Under drought, potential plant death from depletion of carbon (C) stores, referred to as carbon starvation, is thought to result from negative carbon balance during (partial) stomatal closure. As evidence for C starvation is rare for mature trees, we investigated the C dynamics in mature beech and spruce under drought, focusing on non-structural carbohydrates (NSC) as an indicator of their C balance. Trees were exposed to complete exclusion of precipitation throughfall over two consecutive growing seasons. We assessed NSC concentrations during the early dormant season in leaves, twigs, stem phloem/xylem, coarse and fine roots. Up-scaling to whole-tree NSC pools was achieved using a process-based single-tree model (“BALANCE”), estimating tree biomass increment.
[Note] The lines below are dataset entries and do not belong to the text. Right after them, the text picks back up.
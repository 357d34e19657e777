//! Path-aware conversions between Rust values and JSON.
//!
//! A codec implements [JsonAdjunction] for some type `T`, naming the node variant it reads and
//! writes. In return it gets [JsonConverter]: whole-document `to_json`/`from_json`, variant
//! checked decoding of arbitrary nodes, and a type-erased form for use in collections.
//!
//! ```
//! use chisel_adjunction::{JsonAdjunction, JsonConverter, JsonObjectNode, JsonOutcome, Location};
//! use chisel_adjunction::codecs::{JArray, JInt, JString};
//!
//! #[derive(Debug, PartialEq)]
//! struct Order {
//!     id: i64,
//!     items: Vec<String>,
//! }
//!
//! struct JOrder;
//!
//! impl JsonAdjunction<Order> for JOrder {
//!     type Node = JsonObjectNode;
//!
//!     fn decode(&self, node: &JsonObjectNode) -> JsonOutcome<Order> {
//!         Ok(Order {
//!             id: node.field("id", &JInt)?,
//!             items: node.field("items", &JArray::new(JString))?,
//!         })
//!     }
//!
//!     fn encode(&self, value: &Order, location: Location) -> JsonObjectNode {
//!         JsonObjectNode::builder(location)
//!             .field("id", &JInt, &value.id)
//!             .field("items", &JArray::new(JString), &value.items)
//!             .build()
//!     }
//! }
//!
//! let order = Order { id: 7, items: vec!["tea".to_string()] };
//! let json = JOrder.to_json(&order);
//! assert_eq!(json, r#"{"id":7,"items":["tea"]}"#);
//! assert_eq!(JOrder.from_json(&json), Ok(order));
//!
//! let err = JOrder.from_json(r#"{"id":7,"items":[1]}"#).unwrap_err();
//! assert_eq!(err.to_string(), "error on <$.items[0]> expected a string but found a number");
//! ```

pub mod adjunction;
pub mod codecs;
pub mod coords;
pub mod decoders;
mod dom;
pub mod errors;
pub mod lexer;
pub mod location;
pub mod nodes;
pub mod render;
#[cfg(test)]
mod test_macros;

pub use adjunction::{JConverter, JsonAdjunction, JsonConverter};
pub use decoders::Encoding;
pub use dom::MAX_NESTING_DEPTH;
pub use errors::{ErrorKind, JsonError, JsonOutcome};
pub use location::Location;
pub use nodes::{
    JsonArrayNode, JsonBooleanNode, JsonNode, JsonNullNode, JsonNumber, JsonNumberNode,
    JsonObjectNode, JsonStringNode, NodeKind, NodeVariant, ObjectNodeBuilder,
};
pub use render::RenderStyle;
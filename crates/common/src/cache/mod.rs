//! Cache substrate for session lookups
//!
//! Provides:
//! - A string keyed get/set-with-TTL/delete interface
//! - Redis implementation for shared deployments
//! - In-process implementation for single nodes and tests

mod memory;

pub use memory::MemoryCache;

use crate::errors::{AppError, Result};
use async_trait::async_trait;
use redis::{aio::MultiplexedConnection, AsyncCommands, Client};
use std::sync::Arc;
use std::time::Duration;
use tokio::sync::RwLock;
use tracing::{debug, info};

/// Key/value store with per-entry TTL
#[async_trait]
pub trait CacheStore: Send + Sync {
    async fn get(&self, key: &str) -> Result<Option<String>>;

    async fn set(&self, key: &str, value: &str, ttl: Duration) -> Result<()>;

    async fn delete(&self, key: &str) -> Result<()>;

    /// Atomically increment a counter without expiry, returning the new value
    async fn incr(&self, key: &str) -> Result<i64>;
}

/// Redis cache configuration
#[derive(Debug, Clone)]
pub struct CacheConfig {
    /// Redis URL (redis://host:port)
    pub url: String,
    /// Key prefix for namespacing
    pub key_prefix: String,
}

impl Default for CacheConfig {
    fn default() -> Self {
        Self {
            url: "redis://localhost:6379".to_string(),
            key_prefix: "debugtap".to_string(),
        }
    }
}

/// Redis cache client
pub struct RedisCache {
    connection: RwLock<MultiplexedConnection>,
    config: CacheConfig,
}

impl RedisCache {
    /// Create a new cache client
    pub async fn new(config: CacheConfig) -> Result<Self> {
        let client = Client::open(config.url.as_str()).map_err(|e| AppError::CacheError {
            message: format!("Failed to create Redis client: {}", e),
        })?;

        let connection = client
            .get_multiplexed_async_connection()
            .await
            .map_err(|e| AppError::CacheError {
                message: format!("Failed to connect to Redis: {}", e),
            })?;

        Ok(Self {
            connection: RwLock::new(connection),
            config,
        })
    }

    /// Build a prefixed key
    fn key(&self, key: &str) -> String {
        format!("{}:{}", self.config.key_prefix, key)
    }

    /// Ping Redis to check connectivity
    pub async fn ping(&self) -> Result<()> {
        let mut conn = self.connection.write().await;
        redis::cmd("PING")
            .query_async::<String>(&mut *conn)
            .await
            .map_err(|e| AppError::CacheError {
                message: format!("Redis ping failed: {}", e),
            })?;
        Ok(())
    }
}

#[async_trait]
impl CacheStore for RedisCache {
    async fn get(&self, key: &str) -> Result<Option<String>> {
        let full_key = self.key(key);
        let mut conn = self.connection.write().await;

        let value: Option<String> = conn.get(&full_key).await.map_err(|e| AppError::CacheError {
            message: format!("Failed to get key '{}': {}", full_key, e),
        })?;

        debug!(key = %full_key, hit = value.is_some(), "Cache get");
        Ok(value)
    }

    async fn set(&self, key: &str, value: &str, ttl: Duration) -> Result<()> {
        let full_key = self.key(key);
        let ttl_secs = ttl.as_secs().max(1);
        let mut conn = self.connection.write().await;

        conn.set_ex::<_, _, ()>(&full_key, value, ttl_secs)
            .await
            .map_err(|e| AppError::CacheError {
                message: format!("Failed to set key '{}': {}", full_key, e),
            })?;

        debug!(key = %full_key, ttl_secs, "Cache set");
        Ok(())
    }

    async fn delete(&self, key: &str) -> Result<()> {
        let full_key = self.key(key);
        let mut conn = self.connection.write().await;

        let deleted: i32 = conn.del(&full_key).await.map_err(|e| AppError::CacheError {
            message: format!("Failed to delete key '{}': {}", full_key, e),
        })?;

        debug!(key = %full_key, deleted = deleted > 0, "Cache delete");
        Ok(())
    }

    async fn incr(&self, key: &str) -> Result<i64> {
        let full_key = self.key(key);
        let mut conn = self.connection.write().await;

        conn.incr(&full_key, 1).await.map_err(|e| AppError::CacheError {
            message: format!("Failed to increment key '{}': {}", full_key, e),
        })
    }
}

/// Redis when a URL is configured, otherwise an in-process map
pub async fn connect(redis: &crate::config::RedisConfig) -> Result<Arc<dyn CacheStore>> {
    match &redis.url {
        Some(url) => {
            let cache = RedisCache::new(CacheConfig {
                url: url.clone(),
                key_prefix: redis.key_prefix.clone(),
            })
            .await?;
            cache.ping().await?;
            info!("Session cache backed by Redis");
            Ok(Arc::new(cache))
        }
        None => {
            info!("No Redis URL configured, session cache is in-process");
            Ok(Arc::new(MemoryCache::new()))
        }
    }
}
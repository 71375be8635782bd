//! Repository pattern for database operations
//!
//! Provides a clean interface for all data access operations
//! with proper error handling and transaction support.

use crate::db::filters;
use crate::db::models::*;
use crate::db::DbPool;
use crate::errors::{AppError, Result};
use crate::sessions::{generate_token, Selector};
use chrono::{DateTime, Utc};
use sea_orm::sea_query::Expr;
use sea_orm::{
    ActiveModelTrait, ColumnTrait, Condition, DatabaseConnection, DbErr, EntityTrait, NotSet,
    PaginatorTrait, QueryFilter, QueryOrder, QuerySelect, Set, SqlErr, TransactionTrait,
};
use tracing::warn;

/// Repository for data access operations
#[derive(Clone)]
pub struct Repository {
    pool: DbPool,
}

impl Repository {
    /// Create a new repository with the given connection pool
    pub fn new(pool: DbPool) -> Self {
        Self { pool }
    }

    /// Get the read connection
    fn read_conn(&self) -> &DatabaseConnection {
        self.pool.read()
    }

    /// Get the write connection
    fn write_conn(&self) -> &DatabaseConnection {
        self.pool.write()
    }

    // ========================================================================
    // Health Check
    // ========================================================================

    /// Ping the database
    pub async fn ping(&self) -> Result<()> {
        self.pool.ping().await
    }

    // ========================================================================
    // Debug Session Operations
    // ========================================================================

    /// Find session by ID
    pub async fn find_session(&self, id: i64) -> Result<Option<DebugSession>> {
        DebugSessionEntity::find_by_id(id)
            .one(self.read_conn())
            .await
            .map_err(Into::into)
    }

    /// Find session by ID or fail with `SessionNotFound`
    pub async fn get_session(&self, id: i64) -> Result<DebugSession> {
        self.find_session(id)
            .await?
            .ok_or_else(|| AppError::SessionNotFound { id: id.to_string() })
    }

    /// Newest session matching a condition; ties on `created_at` go to the higher id
    pub async fn first_session(&self, condition: Condition) -> Result<Option<DebugSession>> {
        DebugSessionEntity::find()
            .filter(condition)
            .order_by_desc(DebugSessionColumn::CreatedAt)
            .order_by_desc(DebugSessionColumn::Id)
            .one(self.read_conn())
            .await
            .map_err(Into::into)
    }

    /// Sessions matching a condition, newest first
    pub async fn list_sessions(
        &self,
        condition: Condition,
        limit: Option<u64>,
    ) -> Result<Vec<DebugSession>> {
        DebugSessionEntity::find()
            .filter(condition)
            .order_by_desc(DebugSessionColumn::CreatedAt)
            .order_by_desc(DebugSessionColumn::Id)
            .limit(limit)
            .all(self.read_conn())
            .await
            .map_err(Into::into)
    }

    /// Create the session for a selector, or refresh the existing one.
    ///
    /// Find-then-write inside a transaction. Two racing creators for a fully
    /// specified selector collide on the unique index; the loser retries once
    /// and lands on the refresh path.
    pub async fn upsert_session(
        &self,
        selector: &Selector,
        expires_at: DateTime<Utc>,
        created_by: Option<i64>,
        label: Option<String>,
    ) -> Result<DebugSession> {
        match self
            .try_upsert_session(selector, expires_at, created_by, label.clone())
            .await
        {
            Err(err) if matches!(err.sql_err(), Some(SqlErr::UniqueConstraintViolation(_))) => {
                warn!(selector = %selector, "Concurrent session upsert, retrying");
                self.try_upsert_session(selector, expires_at, created_by, label)
                    .await
                    .map_err(Into::into)
            }
            other => other.map_err(Into::into),
        }
    }

    async fn try_upsert_session(
        &self,
        selector: &Selector,
        expires_at: DateTime<Utc>,
        created_by: Option<i64>,
        label: Option<String>,
    ) -> std::result::Result<DebugSession, DbErr> {
        let txn = self.write_conn().begin().await?;
        let now = Utc::now();

        let existing = DebugSessionEntity::find()
            .filter(filters::session_for_selector(selector))
            .order_by_asc(DebugSessionColumn::Id)
            .one(&txn)
            .await?;

        let session = match existing {
            Some(model) => {
                let mut session: DebugSessionActiveModel = model.into();
                session.active = Set(true);
                session.expires_at = Set(expires_at);
                session.created_by = Set(created_by);
                if label.is_some() {
                    session.label = Set(label);
                }
                session.updated_at = Set(now);
                session.update(&txn).await?
            }
            None => {
                let session = DebugSessionActiveModel {
                    id: NotSet,
                    token: Set(generate_token()),
                    tenant_id: Set(selector.tenant_id().map(str::to_string)),
                    user_id: Set(selector.user_id()),
                    label: Set(label),
                    active: Set(true),
                    expires_at: Set(expires_at),
                    created_by: Set(created_by),
                    created_at: Set(now),
                    updated_at: Set(now),
                };
                session.insert(&txn).await?
            }
        };

        txn.commit().await?;
        Ok(session)
    }

    /// Push expiry to `expires_at` and re-activate
    pub async fn set_session_expiry(
        &self,
        id: i64,
        expires_at: DateTime<Utc>,
    ) -> Result<DebugSession> {
        let mut session: DebugSessionActiveModel = self.get_session(id).await?.into();
        session.active = Set(true);
        session.expires_at = Set(expires_at);
        session.updated_at = Set(Utc::now());

        session.update(self.write_conn()).await.map_err(Into::into)
    }

    /// Mark one session inactive
    pub async fn deactivate_session(&self, id: i64) -> Result<DebugSession> {
        let mut session: DebugSessionActiveModel = self.get_session(id).await?.into();
        session.active = Set(false);
        session.updated_at = Set(Utc::now());

        session.update(self.write_conn()).await.map_err(Into::into)
    }

    /// Flip still-active sessions among `ids` to inactive; returns rows changed
    pub async fn deactivate_sessions(&self, ids: &[i64]) -> Result<u64> {
        if ids.is_empty() {
            return Ok(0);
        }

        let result = DebugSessionEntity::update_many()
            .col_expr(DebugSessionColumn::Active, Expr::value(false))
            .col_expr(DebugSessionColumn::UpdatedAt, Expr::value(Utc::now()))
            .filter(DebugSessionColumn::Id.is_in(ids.to_vec()))
            .filter(DebugSessionColumn::Active.eq(true))
            .exec(self.write_conn())
            .await?;

        Ok(result.rows_affected)
    }

    /// Delete sessions by ID; their records must already be gone
    pub async fn delete_sessions(&self, ids: &[i64]) -> Result<u64> {
        if ids.is_empty() {
            return Ok(0);
        }

        let result = DebugSessionEntity::delete_many()
            .filter(DebugSessionColumn::Id.is_in(ids.to_vec()))
            .exec(self.write_conn())
            .await?;

        Ok(result.rows_affected)
    }

    // ========================================================================
    // Captured Record Operations
    // ========================================================================

    /// Insert a captured record
    pub async fn insert_record(&self, record: CapturedRecordActiveModel) -> Result<CapturedRecord> {
        record.insert(self.write_conn()).await.map_err(Into::into)
    }

    /// Find record by ID
    pub async fn find_record(&self, id: i64) -> Result<Option<CapturedRecord>> {
        CapturedRecordEntity::find_by_id(id)
            .one(self.read_conn())
            .await
            .map_err(Into::into)
    }

    /// List a session's records with pagination, newest first
    pub async fn list_records(
        &self,
        session_id: i64,
        page: u64,
        per_page: u64,
    ) -> Result<(Vec<CapturedRecord>, u64)> {
        let paginator = CapturedRecordEntity::find()
            .filter(filters::record_in_session(session_id))
            .order_by_desc(CapturedRecordColumn::CreatedAt)
            .order_by_desc(CapturedRecordColumn::Id)
            .paginate(self.read_conn(), per_page.max(1));

        let total = paginator.num_items().await?;
        let records = paginator.fetch_page(page).await?;

        Ok((records, total))
    }

    /// Count records matching a condition
    pub async fn count_records(&self, condition: Condition) -> Result<u64> {
        CapturedRecordEntity::find()
            .filter(condition)
            .count(self.read_conn())
            .await
            .map_err(Into::into)
    }

    /// Delete record by ID
    pub async fn delete_record(&self, id: i64) -> Result<bool> {
        let result = CapturedRecordEntity::delete_by_id(id)
            .exec(self.write_conn())
            .await?;

        Ok(result.rows_affected > 0)
    }

    /// Delete matching records `batch_size` rows per statement; returns the total
    pub async fn delete_records_batched(
        &self,
        condition: Condition,
        batch_size: u64,
    ) -> Result<u64> {
        let batch_size = batch_size.max(1);
        let mut deleted = 0;

        loop {
            let ids: Vec<i64> = CapturedRecordEntity::find()
                .select_only()
                .column(CapturedRecordColumn::Id)
                .filter(condition.clone())
                .order_by_asc(CapturedRecordColumn::Id)
                .limit(batch_size)
                .into_tuple()
                .all(self.write_conn())
                .await?;

            if ids.is_empty() {
                break;
            }

            let fetched = ids.len() as u64;
            let result = CapturedRecordEntity::delete_many()
                .filter(CapturedRecordColumn::Id.is_in(ids))
                .exec(self.write_conn())
                .await?;
            deleted += result.rows_affected;

            if fetched < batch_size {
                break;
            }
        }

        Ok(deleted)
    }
}

#[cfg(test)]
mod tests {
    use super::*;
    use crate::test_support::record_for;
    use chrono::Duration;

    async fn repo() -> Repository {
        Repository::new(DbPool::in_memory().await.unwrap())
    }

    #[tokio::test]
    async fn test_upsert_refreshes_instead_of_duplicating() {
        let repo = repo().await;
        let selector = Selector::tenant("acme").unwrap();
        let soon = Utc::now() + Duration::minutes(5);
        let later = Utc::now() + Duration::minutes(50);

        let first = repo
            .upsert_session(&selector, soon, Some(1), Some("checkout bug".into()))
            .await
            .unwrap();
        repo.deactivate_session(first.id).await.unwrap();

        let second = repo.upsert_session(&selector, later, Some(2), None).await.unwrap();

        assert_eq!(first.id, second.id);
        assert_eq!(first.token, second.token);
        assert!(second.active);
        assert_eq!(second.created_by, Some(2));
        assert_eq!(second.label.as_deref(), Some("checkout bug"));
        assert!((second.expires_at - later).num_milliseconds().abs() < 1);

        let all = repo.list_sessions(Condition::all(), None).await.unwrap();
        assert_eq!(all.len(), 1);
    }

    #[tokio::test]
    async fn test_global_upsert_is_single_row() {
        let repo = repo().await;
        let expires = Utc::now() + Duration::minutes(5);

        repo.upsert_session(&Selector::Global, expires, None, None).await.unwrap();
        repo.upsert_session(&Selector::Global, expires, None, None).await.unwrap();

        let globals = repo
            .list_sessions(filters::session_global(), None)
            .await
            .unwrap();
        assert_eq!(globals.len(), 1);
        assert_eq!(globals[0].token.len(), 64);
    }

    #[tokio::test]
    async fn test_batched_delete_removes_everything_matching() {
        let repo = repo().await;
        let session = repo
            .upsert_session(&Selector::user(9).unwrap(), Utc::now() + Duration::minutes(5), None, None)
            .await
            .unwrap();

        for _ in 0..7 {
            repo.insert_record(record_for(session.id, Utc::now())).await.unwrap();
        }

        let deleted = repo
            .delete_records_batched(filters::record_in_session(session.id), 3)
            .await
            .unwrap();
        assert_eq!(deleted, 7);
        assert_eq!(
            repo.count_records(filters::record_in_session(session.id)).await.unwrap(),
            0
        );
    }

    #[tokio::test]
    async fn test_missing_session_is_not_found() {
        let repo = repo().await;
        let err = repo.get_session(404).await.unwrap_err();
        assert!(matches!(err, AppError::SessionNotFound { .. }));
    }
}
While there were distinct differences in NSC concentration among different tissues in both beech and spruce (root < stem < twig < leaves and xylem < phloem), drought did not affect NSC concentrations. However, compared to controls, the whole-tree NSC pool size significantly decreased under drought in both beech (42 %) and spruce (36 %), in parallel to a significant growth decline of overall 52 % and 57 %, respectively. Nevertheless, drought-stressed beech and spruce invested almost twice as much C in reproductive structures relative to total C investment (i.e. 6.0 ± 3.3 and 52.3 ± 8.71 %) compared to control trees (3.1 ± 1.8 and 29.2 ± 7.8 %). This highlights the high priority of C investment into reproduction relative to growth under drought. Given that NSC concentrations are maintained even under severe drought over two growing seasons, NSC pool sizes appear to be a better proxy to assess whole-tree’s carbon status in mature trees. Overall, trees maintained NSC availability, avoiding carbon starvation, by downregulating a major C sink (i.e. growth) while upholding reproduction.